I was never phenomenal to begin with. I didn't have the discipline required to be truly great. If I had spent more time practicing scales and technique, maybe I could have made it into a big name school. But I cared more for the actual feeling I got from playing than I did about becoming the Yo Yo Ma of the viola.
|I'm not even fit to breathe the same oxygen as Yo Yo Ma.|
I can still read music and play the notes just fine, but it's been so long since the last time I played that my fingers don't move as fast as they used to. My arms are sore from just playing for an hour. To think that I used to practice for two or three hours at a time!
Playing an instrument is apparently nothing at all like riding a bicycle. You forget. And it shows.
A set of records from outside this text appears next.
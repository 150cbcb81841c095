//! Wire protocol for the OCOP client.
//!
//! This crate defines what the client and the backend say to each other
//! about identity:
//!
//! - **Types** ([`Principal`], [`Role`], [`Credential`], [`LoginRequest`]) —
//!   the structures that travel on the wire.
//! - **Codec** ([`Codec`] trait, [`JsonCodec`]) — how those structures are
//!   converted to/from bytes.
//! - **Interpretation** ([`interpret`]) — the one place where the backend's
//!   loosely shaped `{ success, message, data }` envelope is turned into a
//!   tagged result: [`LoginGrant`] or [`AuthFailure`].
//! - **Errors** ([`ProtocolError`]) — what can go wrong while encoding or
//!   decoding.
//!
//! # Architecture
//!
//! The protocol layer knows nothing about HTTP or storage. It sits between
//! the transport (bytes on the wire) and the session layer (who is logged
//! in):
//!
//! ```text
//! Transport (bytes) → Protocol (LoginGrant | AuthFailure) → Session (state)
//! ```

mod codec;
mod error;
pub mod interpret;
mod types;

pub use codec::Codec;
#[cfg(feature = "json")]
pub use codec::JsonCodec;
pub use error::ProtocolError;
pub use interpret::{AuthFailure, FailureKind, GENERIC_LOGIN_FAILURE, LoginGrant};
pub use types::{Credential, LoginRequest, Principal, Role};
With a bit more practice I could probably get back up to the level at which I used to play. I'm just not sure that I have the time to do so. It would take months and months of practicing a few hours a day and with everything else that's going on in my life, I'm pretty sure that's not going to happen. Instead, I'll have to be happy with the half hour once or twice a week that I might get.
And I will be happy. It had gotten to the point where I missed playing so much that I couldn't listen to classical music, especially pieces that I had played, without tearing up. Now that my instrument is physically in the same apartment as I am, perhaps I'll be able to start playing (and listening to the classical music station) again.
I regret the fact that I had to give up being in the college orchestra, but with night classes it would have been hard to schedule around something that wasn't required for my program. I know that I made the right choice in the short run; I just hope that my prolonged absence from music hasn't forever damaged my ability to play.
The moral of this story: do not, under any circumstances, stop doing something for over a year. It'll be harder than hell to come back to it later.